Enquêtes administratives
Lors de la séance de questions au gouvernement du mardi 3 décembre, à l’Assemblée nationale, le député LR de l’Essonne, Robin Reda, a remis la question sur la table, sous un angle un peu différent, en défendant une proposition de loi déposée par plusieurs députés de son groupe le 6 novembre. Elle vise à rendre inéligible « tout candidat fiché au titre de l’antiterrorisme ». « Plus de 20 000 personnes sont aujourd’hui inscrites au fichier des signalements pour la prévention de la radicalisation à caractère terroriste, le FSPRT. Ces personnes ne peuvent passer la barrière du criblage pour occuper un emploi de policier, d’agent de sécurité ou même de conducteur de bus ou de métro. Pourtant, rien n’empêche ces mêmes individus dangereux de se présenter à une élection, d’être élus et même d’occuper le poste de maire », a plaidé Robin Reda en interpellant le secrétaire d’État auprès du ministre de l’Intérieur, Laurent Nuñez.

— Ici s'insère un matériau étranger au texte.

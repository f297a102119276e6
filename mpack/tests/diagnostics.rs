use std::io;
use std::sync::{Arc, Mutex};

use mpack::{pack, pack_all, unpack, Value};
use tracing_subscriber::util::SubscriberInitExt;
use tracing_subscriber::EnvFilter;

#[derive(Clone, Default)]
struct Capture(Arc<Mutex<Vec<u8>>>);

impl io::Write for Capture {
    fn write(&mut self, buf: &[u8]) -> io::Result<usize> {
        self.0.lock().unwrap().extend_from_slice(buf);
        Ok(buf.len())
    }

    fn flush(&mut self) -> io::Result<()> {
        Ok(())
    }
}

impl Capture {
    fn contents(&self) -> String {
        String::from_utf8_lossy(&self.0.lock().unwrap()).into_owned()
    }
}

#[test]
fn events_are_emitted() {
    let capture = Capture::default();
    let sink = capture.clone();
    let _guard = tracing_subscriber::fmt()
        .with_env_filter(EnvFilter::new("mpack=trace"))
        .with_writer(move || sink.clone())
        .with_ansi(false)
        .finish()
        .set_default();

    assert!(unpack(&[0x92u8, 0xc1]).is_err());
    pack_all(&[Value::Nil, Value::from(1u8)]).unwrap();
    pack(&Value::from("hello")).unwrap();

    let logged = capture.contents();
    assert!(logged.contains("failed to unpack value"), "{}", logged);
    assert!(logged.contains("position=1"), "{}", logged);
    assert!(logged.contains("packed values"), "{}", logged);
    assert!(logged.contains("count=2"), "{}", logged);
    assert!(logged.contains("packed value len=6"), "{}", logged);
}
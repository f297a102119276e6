use std::hint::black_box;

use criterion::{criterion_group, criterion_main, BenchmarkId, Criterion, Throughput};
use mpack::{pack, pack_into, unpack, Value};

fn string_value(size: usize) -> Value<'static> {
    Value::from("a".repeat(size))
}

fn array_value(size: usize) -> Value<'static> {
    Value::Array((0..size as u64).map(|i| Value::from(i * 1_000)).collect())
}

fn record_value(entries: usize) -> Value<'static> {
    Value::Map(
        (0..entries)
            .map(|i| {
                (
                    Value::from(format!("key_{i}")),
                    Value::Array(vec![Value::from(i as i64 - 50), Value::F64(i as f64 / 3.0), Value::Nil]),
                )
            })
            .collect(),
    )
}

fn bench_strings(c: &mut Criterion) {
    let mut group = c.benchmark_group("codec/string");

    for size in [10, 100, 1000, 10_000].iter() {
        let value = string_value(*size);
        group.throughput(Throughput::Bytes(*size as u64));
        group.bench_with_input(BenchmarkId::new("encode", size), &value, |b, v| {
            let mut buf = Vec::with_capacity(size + 5);
            b.iter(|| {
                buf.clear();
                pack_into(black_box(v), &mut buf).unwrap();
            });
        });

        let encoded = pack(&value).unwrap();
        group.bench_with_input(BenchmarkId::new("decode", size), &encoded, |b, data| {
            b.iter(|| black_box(unpack(black_box(data)).unwrap()));
        });
    }

    group.finish();
}

fn bench_containers(c: &mut Criterion) {
    let mut group = c.benchmark_group("codec/containers");

    for size in [10, 100, 10_000].iter() {
        let array = array_value(*size);
        let encoded = pack(&array).unwrap();
        group.throughput(Throughput::Elements(*size as u64));
        group.bench_with_input(BenchmarkId::new("array/encode", size), &array, |b, v| {
            b.iter(|| black_box(pack(black_box(v)).unwrap()));
        });
        group.bench_with_input(BenchmarkId::new("array/decode", size), &encoded, |b, data| {
            b.iter(|| black_box(unpack(black_box(data)).unwrap()));
        });

        let map = record_value(*size);
        let encoded = pack(&map).unwrap();
        group.bench_with_input(BenchmarkId::new("map/encode", size), &map, |b, v| {
            b.iter(|| black_box(pack(black_box(v)).unwrap()));
        });
        group.bench_with_input(BenchmarkId::new("map/decode", size), &encoded, |b, data| {
            b.iter(|| black_box(unpack(black_box(data)).unwrap()));
        });
    }

    group.finish();
}

criterion_group!(benches, bench_strings, bench_containers);
criterion_main!(benches);
//! An implementation of the MessagePack wire format over a dynamic `Value` model.
//!
//! All encoding functions take a value and a writer and return the amount of written bytes. All decoding functions
//! take a buffer and return the decoded value, borrowing strings and byte data from the buffer, together with the
//! number of consumed bytes where that is of interest.
//!
//! Encoding is deterministic: every integer and every length is written with the narrowest tag able to hold it, so
//! equal values always produce equal bytes. Non-negative integers use the unsigned tags regardless of their Rust type.
//! Decoding accepts any valid tag, including wider ones than necessary, and remembers the width it read from in
//! `Value::UInt` and `Value::Int`. Values compare equal if their numbers do, regardless of that width.
//!
//! # A note on `usize`
//!
//! MessagePack lengths are at most 32 bits wide. Strings, byte arrays and containers with more than `u32::MAX` entries
//! cannot be encoded and raise `EncodeError::Length`. On architectures where `usize` is smaller than `u32`, some valid
//! messages can not be decoded and raise `DecodeError::Length`.
//!
//! # A note on Maps
//!
//! The variant `Value::Map` uses a `Vec` of key-value pairs internally because Rust's floating point types `f32` and
//! `f64` implement neither `Ord` nor `Hash`. This keeps the order of entries as it was on the wire and tolerates
//! duplicate keys. By default only scalar values are accepted as keys; see `KeyPolicy`.
//!
//! # Unsupported types
//!
//! Extension types, the timestamp extension and the reserved lead byte `0xc1` are refused with
//! `DecodeError::UnsupportedTag`.
//!
//! # Examples
//!
//! ```
//! use mpack::*;
//!
//! let value = Value::Map(vec![(Value::from("compact"), Value::from(true)), (Value::from("schema"), Value::from(0u8))]);
//! let buf = pack(&value).unwrap();
//! assert_eq!(buf, [
//!     0x82, // Map of length 2
//!     0xa7, // Str of length 7
//!     0x63, 0x6f, 0x6d, 0x70, 0x61, 0x63, 0x74, // 'compact'
//!     0xc3, // true
//!     0xa6, // Str of length 6
//!     0x73, 0x63, 0x68, 0x65, 0x6d, 0x61, // 'schema'
//!     0x00, // 0
//! ]);
//! let decoded = Decoder::decode(&buf).unwrap();
//! assert_eq!(value, decoded.0);
//! assert_eq!(18, decoded.1);
//! assert_eq!(Some(true), decoded.0.get("compact").and_then(Value::as_bool));
//! ```

mod config;
mod cursor;
mod decode;
mod encode;
mod error;
mod header;
mod tag;
mod value;

pub use config::*;
pub use cursor::*;
pub use decode::*;
pub use encode::*;
pub use error::*;
pub use header::*;
pub use tag::*;
pub use value::*;
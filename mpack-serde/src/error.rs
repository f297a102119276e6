use std::fmt::Display;
use serde::{de, ser};
use mpack::{DecodeError, EncodeError, ErrorKind};
use thiserror::Error;

pub type Result<T> = std::result::Result<T, Error>;

/// An `Error` together with the input position at which deserialization stopped.
#[derive(Debug, Error)]
#[error("{inner} at input position {at}")]
pub struct DeserializationError {
    #[source]
    inner: Error,
    at: usize,
}

impl DeserializationError {
    pub fn into_inner(self) -> Error {
        self.inner
    }

    pub fn inner(&self) -> &Error {
        &self.inner
    }

    pub fn position(&self) -> usize {
        self.at
    }

    pub fn kind(&self) -> ErrorKind {
        self.inner.kind()
    }
}

#[derive(Debug, Error)]
pub enum Error {
    // Decode
    #[error("Decoding error: {0}")]
    Decode(#[from] DecodeError),
    #[error("Trailing bytes in input")]
    Trailing,
    #[error("Unexpected header: expected one of ({expected}), found {found}", expected = .0.join(", "), found = .1)]
    UnexpectedHeader(&'static [&'static str], &'static str),
    #[error("Integer didn't fit into target type")]
    Int,
    // Encode
    #[error("Length required")]
    Length,
    #[error("Encoding error: {0}")]
    Encode(#[from] EncodeError),
    // Both
    #[error("{0}")]
    Message(String),
}

impl Error {
    pub fn at(self, at: usize) -> DeserializationError {
        DeserializationError { inner: self, at }
    }

    pub fn kind(&self) -> ErrorKind {
        match self {
            Error::Decode(e) => e.kind(),
            Error::Encode(e) => e.kind(),
            Error::Trailing  => ErrorKind::TrailingData,
            Error::UnexpectedHeader(..)
                | Error::Int
                | Error::Length
                | Error::Message(_) => ErrorKind::UnsupportedValue,
        }
    }
}

impl ser::Error for Error {
    fn custom<T: Display>(msg: T) -> Self {
        Error::Message(msg.to_string())
    }
}

impl de::Error for Error {
    fn custom<T: Display>(msg: T) -> Self {
        Error::Message(msg.to_string())
    }
}

impl From<std::num::TryFromIntError> for Error {
    fn from(_e: std::num::TryFromIntError) -> Error {
        Error::Int
    }
}
use crate::error::DecodeError;
use std::convert::TryInto;

/// A read position into a borrowed buffer. Every read either takes exactly the requested amount of bytes and advances
/// past them or fails with `DecodeError::Eof` without moving, so the position never exceeds the buffer length.
#[derive(Debug, Clone)]
pub struct Cursor<'a> {
    buf: &'a [u8],
    pos: usize,
}

impl<'a> Cursor<'a> {

    pub fn new<B: ?Sized + AsRef<[u8]>>(buf: &'a B) -> Self {
        Self { buf: buf.as_ref(), pos: 0 }
    }

    /// Offset of the next unread byte
    #[inline]
    pub fn position(&self) -> usize {
        self.pos
    }

    /// Number of bytes not yet read
    #[inline]
    pub fn remaining(&self) -> usize {
        self.buf.len() - self.pos
    }

    #[inline]
    pub fn is_empty(&self) -> bool {
        self.remaining() == 0
    }

    /// Returns the next byte without consuming it
    #[inline]
    pub fn peek(&self) -> Result<u8, DecodeError> {
        self.buf.get(self.pos).copied().ok_or(DecodeError::Eof)
    }

    pub fn read_slice(&mut self, len: usize) -> Result<&'a [u8], DecodeError> {
        if self.remaining() < len {
            Err(DecodeError::Eof)
        } else {
            self.pos += len;
            Ok(&self.buf[self.pos - len..self.pos])
        }
    }

    #[inline]
    fn read_array<const N: usize>(&mut self) -> Result<[u8; N], DecodeError> {
        // the slice has exactly N bytes, so the conversion cannot fail
        self.read_slice(N)?.try_into().map_err(|_| DecodeError::Eof)
    }

    #[inline]
    pub fn read_u8(&mut self) -> Result<u8, DecodeError> {
        let b = self.peek()?;
        self.pos += 1;
        Ok(b)
    }

    #[inline]
    pub fn read_u16(&mut self) -> Result<u16, DecodeError> {
        self.read_array().map(u16::from_be_bytes)
    }

    #[inline]
    pub fn read_u32(&mut self) -> Result<u32, DecodeError> {
        self.read_array().map(u32::from_be_bytes)
    }

    #[inline]
    pub fn read_u64(&mut self) -> Result<u64, DecodeError> {
        self.read_array().map(u64::from_be_bytes)
    }

}

#[cfg(test)]
mod tests {
    use super::Cursor;
    use crate::error::DecodeError;

    #[test]
    fn big_endian() {
        let buf = [0x01u8, 0x02, 0x03, 0x04, 0x05, 0x06, 0x07, 0x08, 0x09, 0x0a, 0x0b, 0x0c, 0x0d, 0x0e, 0x0f];
        let mut cursor = Cursor::new(&buf);
        assert_eq!(0x01, cursor.read_u8().unwrap());
        assert_eq!(0x0203, cursor.read_u16().unwrap());
        assert_eq!(0x0405_0607, cursor.read_u32().unwrap());
        assert_eq!(0x0809_0a0b_0c0d_0e0f, cursor.read_u64().unwrap());
        assert!(cursor.is_empty());
    }

    #[test]
    fn short_reads_do_not_advance() {
        let buf = [0xffu8, 0xff, 0xff];
        let mut cursor = Cursor::new(&buf);
        assert_eq!(Err(DecodeError::Eof), cursor.read_u32());
        assert_eq!(0, cursor.position());
        assert_eq!(Err(DecodeError::Eof), cursor.read_slice(4));
        assert_eq!(&[0xff, 0xff][..], cursor.read_slice(2).unwrap());
        assert_eq!(Err(DecodeError::Eof), cursor.read_u16());
        assert_eq!(2, cursor.position());
        assert_eq!(1, cursor.remaining());
    }

    #[test]
    fn empty() {
        let mut cursor = Cursor::new(&[0u8; 0]);
        assert_eq!(Err(DecodeError::Eof), cursor.peek());
        assert_eq!(Err(DecodeError::Eof), cursor.read_u8());
        assert_eq!(&[] as &[u8], cursor.read_slice(0).unwrap());
    }

}
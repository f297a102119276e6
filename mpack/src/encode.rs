use crate::config::Config;
use crate::error::EncodeError;
use crate::header::Header;
use crate::tag::Width;
use crate::value::Value;
use std::io::Write;
use tracing::trace;

/// Used to encode values. Every value is written as its narrowest header followed by its payload; containers recurse
/// into their elements in the order given, map entries as key then value.
pub struct Encoder<'w, W: Write> {
    writer: &'w mut W,
    config: Config,
}

impl<'w, W: Write> Encoder<'w, W> {

    /// Encode a value to the given writer. The resulting `usize` is the amount of bytes that got written.
    pub fn encode(value: &Value, writer: &'w mut W) -> Result<usize, EncodeError> {
        Self::with_config(writer, Config::default()).encode_value(value)
    }

    pub fn with_config(writer: &'w mut W, config: Config) -> Self {
        Self { writer, config }
    }

    /// Encode another value with this encoder's configuration. Values encoded one after another simply follow each
    /// other on wire. Map keys and lengths are checked before anything is written, so a value refused with
    /// `IllegalKey` or `Length` leaves the writer untouched.
    pub fn encode_value(&mut self, value: &Value) -> Result<usize, EncodeError> {
        self.check(value)?;
        self.write_value(value)
    }

    fn check(&self, value: &Value) -> Result<(), EncodeError> {
        match value {
            Value::Str(v)       => Header::Str(v.len()).tag().map(drop),
            Value::Bin(v)       => Header::Bin(v.len()).tag().map(drop),
            Value::Array(inner) => {
                Header::Array(inner.len()).tag()?;
                inner.iter().try_for_each(|value| self.check(value))
            },
            Value::Map(inner)   => {
                Header::Map(inner.len()).tag()?;
                for (key, val) in inner.iter() {
                    if !self.config.accepts_key(key) {
                        return Err(EncodeError::IllegalKey(key.type_name()));
                    }
                    self.check(key)?;
                    self.check(val)?;
                }
                Ok(())
            },
            _ => Ok(()),
        }
    }

    fn write_value(&mut self, value: &Value) -> Result<usize, EncodeError> {
        let mut c = 0;
        match value {
            Value::Nil        => Header::Nil.encode(self.writer),
            Value::Bool(v)    => Header::Bool(*v).encode(self.writer),
            Value::UInt(w, v) => Header::UInt(*w, *v).encode(self.writer),
            Value::Int(w, v)  => Header::Int(*w, *v).encode(self.writer),
            Value::F32(v)     => {
                c += Header::F32.encode(self.writer)?;
                self.writer.write_all(&v.to_be_bytes())?;
                Ok(c + Width::W32.bytes())
            },
            Value::F64(v)     => {
                c += Header::F64.encode(self.writer)?;
                self.writer.write_all(&v.to_be_bytes())?;
                Ok(c + Width::W64.bytes())
            },
            Value::Str(v)     => {
                c += Header::Str(v.len()).encode(self.writer)?;
                self.writer.write_all(v.as_bytes())?;
                Ok(c + v.len())
            },
            Value::Bin(v)     => {
                c += Header::Bin(v.len()).encode(self.writer)?;
                self.writer.write_all(v)?;
                Ok(c + v.len())
            },
            Value::Array(inner) => {
                c += Header::Array(inner.len()).encode(self.writer)?;
                for value in inner.iter() {
                    c += self.write_value(value)?;
                }
                Ok(c)
            },
            Value::Map(inner) => {
                c += Header::Map(inner.len()).encode(self.writer)?;
                for (key, val) in inner.iter() {
                    c += self.write_value(key)?;
                    c += self.write_value(val)?;
                }
                Ok(c)
            },
        }
    }

}

/// Packs a single value into a fresh buffer
pub fn pack(value: &Value) -> Result<Vec<u8>, EncodeError> {
    let mut buf = Vec::new();
    pack_into(value, &mut buf)?;
    Ok(buf)
}

/// Appends the encoding of `value` to `buf` and returns the number of appended bytes. On error `buf` is left as it
/// was before the call.
pub fn pack_into(value: &Value, buf: &mut Vec<u8>) -> Result<usize, EncodeError> {
    let start = buf.len();
    let len = Encoder::encode(value, buf).map_err(|e| {
        buf.truncate(start);
        e
    })?;
    trace!(len, "packed value");
    Ok(len)
}

/// Packs several values one after another into a single buffer. `Unpacker` reads them back.
pub fn pack_all<'v, 'a: 'v, I: IntoIterator<Item = &'v Value<'a>>>(values: I) -> Result<Vec<u8>, EncodeError> {
    let mut buf = Vec::new();
    let mut count = 0;
    {
        let mut encoder = Encoder::with_config(&mut buf, Config::default());
        for value in values {
            encoder.encode_value(value)?;
            count += 1;
        }
    }
    trace!(count, len = buf.len(), "packed values");
    Ok(buf)
}
//! The atom of a MessagePack message is the `Value`.
//! Values are encoded on wire as headers and, if necessary, additional bytes which directly follow the header. Strings
//! and binary data decoded from a buffer borrow from it, so the decoded value may only live as long as the buffer does
//! unless it gets detached with `Value::into_owned`.

use crate::tag::Width;
use base64::{engine::general_purpose::STANDARD, Engine};
use std::borrow::Cow;

/// The possible values according to the MessagePack data model.
///
/// Integers remember a width: the type they were created from or the wire field they were decoded from. It is purely
/// informative; the encoder always picks the narrowest tag and equality compares integers by their numeric value, so
/// `Value::UInt(Width::W8, 1) == Value::Int(Width::W64, 1)`. Floats compare by bit pattern.
#[derive(Debug, Clone)]
pub enum Value<'a> {
    Nil,
    Bool(bool),
    UInt(Width, u64),
    Int(Width, i64),
    F32(f32),
    F64(f64),
    Str(Cow<'a, str>),
    Bin(Cow<'a, [u8]>),
    Array(Vec<Value<'a>>),
    Map(Vec<(Value<'a>, Value<'a>)>),
}

impl<'a> Value<'a> {

    pub fn type_name(&self) -> &'static str {
        match *self {
            Self::Nil       => "nil",
            Self::Bool(_)   => "bool",
            Self::UInt(..)  => "unsigned integer",
            Self::Int(..)   => "integer",
            Self::F32(_)    => "f32",
            Self::F64(_)    => "f64",
            Self::Str(_)    => "string",
            Self::Bin(_)    => "binary",
            Self::Array(_)  => "array",
            Self::Map(_)    => "map",
        }
    }

    /// Scalars can serve as map keys in hash based containers; nil and containers cannot.
    pub fn is_scalar(&self) -> bool {
        !matches!(self, Self::Nil | Self::Array(_) | Self::Map(_))
    }

    pub fn is_nil(&self) -> bool {
        matches!(self, Self::Nil)
    }

    pub fn as_bool(&self) -> Option<bool> {
        match *self {
            Self::Bool(v) => Some(v),
            _             => None,
        }
    }

    /// The value as `u64` if it is a non-negative integer
    pub fn as_u64(&self) -> Option<u64> {
        match *self {
            Self::UInt(_, v) => Some(v),
            Self::Int(_, v)  => u64::try_from(v).ok(),
            _                => None,
        }
    }

    /// The value as `i64` if it is an integer within range
    pub fn as_i64(&self) -> Option<i64> {
        match *self {
            Self::UInt(_, v) => i64::try_from(v).ok(),
            Self::Int(_, v)  => Some(v),
            _                => None,
        }
    }

    pub fn as_f64(&self) -> Option<f64> {
        match *self {
            Self::F32(v) => Some(v as f64),
            Self::F64(v) => Some(v),
            _            => None,
        }
    }

    pub fn as_str(&self) -> Option<&str> {
        match self {
            Self::Str(v) => Some(v),
            _            => None,
        }
    }

    pub fn as_bytes(&self) -> Option<&[u8]> {
        match self {
            Self::Bin(v) => Some(v),
            _            => None,
        }
    }

    pub fn as_array(&self) -> Option<&[Value<'a>]> {
        match self {
            Self::Array(v) => Some(v),
            _              => None,
        }
    }

    pub fn as_map(&self) -> Option<&[(Value<'a>, Value<'a>)]> {
        match self {
            Self::Map(v) => Some(v),
            _            => None,
        }
    }

    /// Looks up the first entry of a map whose key is the given string
    pub fn get(&self, key: &str) -> Option<&Value<'a>> {
        self.as_map()?.iter().find(|(k, _)| k.as_str() == Some(key)).map(|(_, v)| v)
    }

    /// Copies all borrowed strings and bytes so that the value no longer depends on the input buffer
    pub fn into_owned(self) -> Value<'static> {
        match self {
            Self::Nil         => Value::Nil,
            Self::Bool(v)     => Value::Bool(v),
            Self::UInt(w, v)  => Value::UInt(w, v),
            Self::Int(w, v)   => Value::Int(w, v),
            Self::F32(v)      => Value::F32(v),
            Self::F64(v)      => Value::F64(v),
            Self::Str(v)      => Value::Str(Cow::Owned(v.into_owned())),
            Self::Bin(v)      => Value::Bin(Cow::Owned(v.into_owned())),
            Self::Array(v)    => Value::Array(v.into_iter().map(Value::into_owned).collect()),
            Self::Map(v)      => Value::Map(v.into_iter().map(|(k, v)| (k.into_owned(), v.into_owned())).collect()),
        }
    }

}

impl<'a> PartialEq for Value<'a> {
    fn eq(&self, other: &Self) -> bool {
        match (self, other) {
            (Self::Nil, Self::Nil)               => true,
            (Self::Bool(a), Self::Bool(b))       => a == b,
            (Self::UInt(_, a), Self::UInt(_, b)) => a == b,
            (Self::Int(_, a), Self::Int(_, b))   => a == b,
            (Self::UInt(_, a), Self::Int(_, b))
                | (Self::Int(_, b), Self::UInt(_, a)) => u64::try_from(*b).map_or(false, |b| *a == b),
            (Self::F32(a), Self::F32(b))         => a.to_bits() == b.to_bits(),
            (Self::F64(a), Self::F64(b))         => a.to_bits() == b.to_bits(),
            (Self::Str(a), Self::Str(b))         => a == b,
            (Self::Bin(a), Self::Bin(b))         => a == b,
            (Self::Array(a), Self::Array(b))     => a == b,
            (Self::Map(a), Self::Map(b))         => a == b,
            _                                    => false,
        }
    }
}

macro_rules! from_int {
    ($variant:ident, $width:ident, $($t:ty),*) => {
        $(impl<'a> From<$t> for Value<'a> {
            fn from(v: $t) -> Self {
                Value::$variant(Width::$width, v.into())
            }
        })*
    };
}

from_int!(UInt, W8, u8);
from_int!(UInt, W16, u16);
from_int!(UInt, W32, u32);
from_int!(UInt, W64, u64);
from_int!(Int, W8, i8);
from_int!(Int, W16, i16);
from_int!(Int, W32, i32);
from_int!(Int, W64, i64);

impl<'a> From<bool> for Value<'a> {
    fn from(v: bool) -> Self {
        Value::Bool(v)
    }
}

impl<'a> From<f32> for Value<'a> {
    fn from(v: f32) -> Self {
        Value::F32(v)
    }
}

impl<'a> From<f64> for Value<'a> {
    fn from(v: f64) -> Self {
        Value::F64(v)
    }
}

impl<'a> From<&'a str> for Value<'a> {
    fn from(v: &'a str) -> Self {
        Value::Str(Cow::Borrowed(v))
    }
}

impl<'a> From<String> for Value<'a> {
    fn from(v: String) -> Self {
        Value::Str(Cow::Owned(v))
    }
}

impl<'a> From<&'a [u8]> for Value<'a> {
    fn from(v: &'a [u8]) -> Self {
        Value::Bin(Cow::Borrowed(v))
    }
}

impl<'a> From<Vec<u8>> for Value<'a> {
    fn from(v: Vec<u8>) -> Self {
        Value::Bin(Cow::Owned(v))
    }
}

impl<'a> From<Vec<Value<'a>>> for Value<'a> {
    fn from(v: Vec<Value<'a>>) -> Self {
        Value::Array(v)
    }
}

impl<'a> From<Vec<(Value<'a>, Value<'a>)>> for Value<'a> {
    fn from(v: Vec<(Value<'a>, Value<'a>)>) -> Self {
        Value::Map(v)
    }
}

impl<'a, T: Into<Value<'a>>> From<Option<T>> for Value<'a> {
    fn from(v: Option<T>) -> Self {
        v.map_or(Value::Nil, Into::into)
    }
}

impl<'a> std::fmt::Display for Value<'a> {
    fn fmt(&self, f: &mut std::fmt::Formatter<'_>) -> std::fmt::Result {
        match self {
            Value::Nil          => f.write_str("nil"),
            Value::Bool(true)   => f.write_str("true"),
            Value::Bool(false)  => f.write_str("false"),
            Value::UInt(_, v)   => write!(f, "{}", v),
            Value::Int(_, v)    => write!(f, "{}", v),
            Value::F32(v)       => write!(f, "${}", v),
            Value::F64(v)       => write!(f, "$${}", v),
            Value::Bin(v)       => write!(f, "'{}'", STANDARD.encode(v)),
            Value::Str(v)       => write!(f, "\"{}\"", v.replace('\\', "\\\\").replace('"', "\\\"").replace('\n', "\\n")),
            Value::Map(v) if v.is_empty()   => f.write_str("{}"),
            Value::Array(v) if v.is_empty() => f.write_str("[]"),
            Value::Map(v)       => write!(f, "{{\n{}\n}}", v.iter()
                .flat_map(|(k, f)| format!("{}: {},", k, f).lines().map(|line| format!("  {}", line)).collect::<Vec<String>>())
                .collect::<Vec<String>>().join("\n")),
            Value::Array(v)     => write!(f, "[\n{}\n]", v.iter()
                .flat_map(|f| format!("{},", f).lines().map(|line| format!("  {}", line)).collect::<Vec<String>>())
                .collect::<Vec<String>>().join("\n")),
        }
    }
}

#[cfg(test)]
mod tests {
    use super::Value;
    use crate::tag::Width;
    use std::borrow::Cow;

    #[test]
    fn numeric_equality() {
        assert_eq!(Value::UInt(Width::W8, 5), Value::Int(Width::W64, 5));
        assert_eq!(Value::Int(Width::W16, 300), Value::UInt(Width::W16, 300));
        assert_ne!(Value::Int(Width::W8, -1), Value::UInt(Width::W64, u64::MAX));
        assert_ne!(Value::F32(1.0), Value::F64(1.0));
        assert_ne!(Value::UInt(Width::W8, 1), Value::F64(1.0));
    }

    #[test]
    fn float_bits() {
        assert_eq!(Value::F64(f64::NAN), Value::F64(f64::NAN));
        assert_ne!(Value::F32(0.0), Value::F32(-0.0));
    }

    #[test]
    fn conversions() {
        assert_eq!(Value::UInt(Width::W16, 7), Value::from(7u16));
        assert_eq!(Value::Int(Width::W8, -7), Value::from(-7i8));
        assert_eq!(Value::Nil, Value::from(None::<bool>));
        assert_eq!(Value::Bool(true), Value::from(Some(true)));
        assert_eq!(Value::Str(Cow::Borrowed("a")), Value::from(String::from("a")));
        assert_eq!(Value::Bin(Cow::Borrowed(&[1, 2][..])), Value::from(vec![1u8, 2]));
        assert!(matches!(Value::from(3u32), Value::UInt(Width::W32, 3)));
    }

    #[test]
    fn accessors() {
        let value = Value::Map(vec![
            (Value::from("name"), Value::from("Jessica")),
            (Value::from("age"), Value::from(4u8)),
        ]);
        assert_eq!(Some("Jessica"), value.get("name").and_then(Value::as_str));
        assert_eq!(Some(4), value.get("age").and_then(Value::as_i64));
        assert_eq!(None, value.get("species"));
        assert_eq!(None, Value::from(-1i8).as_u64());
        assert_eq!(None, Value::from(u64::MAX).as_i64());
        assert!(!Value::Array(vec![]).is_scalar());
        assert!(Value::from(1.5f32).is_scalar());
    }

    #[test]
    fn display() {
        let value = Value::Map(vec![
            (Value::from("bytes"), Value::from(&[0xdeu8, 0xad, 0xbe, 0xef][..])),
            (Value::from(-3i32), Value::Array(vec![Value::Nil, Value::F32(1.5)])),
        ]);
        assert_eq!("{\n  \"bytes\": '3q2+7w==',\n  -3: [\n    nil,\n    $1.5,\n  ],\n}", format!("{}", value));
        assert_eq!("[]", format!("{}", Value::Array(vec![])));
    }

    #[test]
    fn owned() {
        let buf = String::from("borrowed");
        let value = Value::Array(vec![Value::from(buf.as_str())]);
        let owned: Value<'static> = value.into_owned();
        drop(buf);
        assert_eq!(Some("borrowed"), owned.as_array().and_then(|a| a[0].as_str()));
    }

}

La proposition de loi dont il est question propose un durcissement très net de la législation en matière de droit à candidater. Baptisé « proposition de loi relative à la sécurisation des mandats électoraux municipaux », ce texte contient plusieurs propositions. Premièrement, dans les communes de moins de 1000 habitants comme dans celles de plus de 1000 habitants, il est proposé d’exiger que chaque candidat fournisse dans son dossier de candidature un bulletin n°3 du casier judiciaire de moins de trois mois.
Mais surtout, les signataires du texte proposent une mesure d’une tout autre portée : mettre en place une enquête administrative, diligentée par les préfets, pour « tous les candidats aux élections municipales ». Après cette enquête, le préfet déciderait si « le comportement, les agissements ou la moralité » de chaque candidat présentent une « menace d’ordre terroriste ». Il pourrait alors, sur cette base, rejeter la candidature et déclarer la personne inéligible.
Pour éviter que ce texte soit taxé de liberticide, ses auteurs utilisent des formulations particulières : l’enquête serait déclenchée « volontairement » par les candidats, dans la mesure où l’acte de candidature même les exposerait à enquête. Le texte mentionne donc plusieurs fois une enquête « déclenchée volontairement par l’acte de candidature d’un membre d’une liste ». Il n’est pas certain que cet argument soit jugé recevable par un constitutionnaliste…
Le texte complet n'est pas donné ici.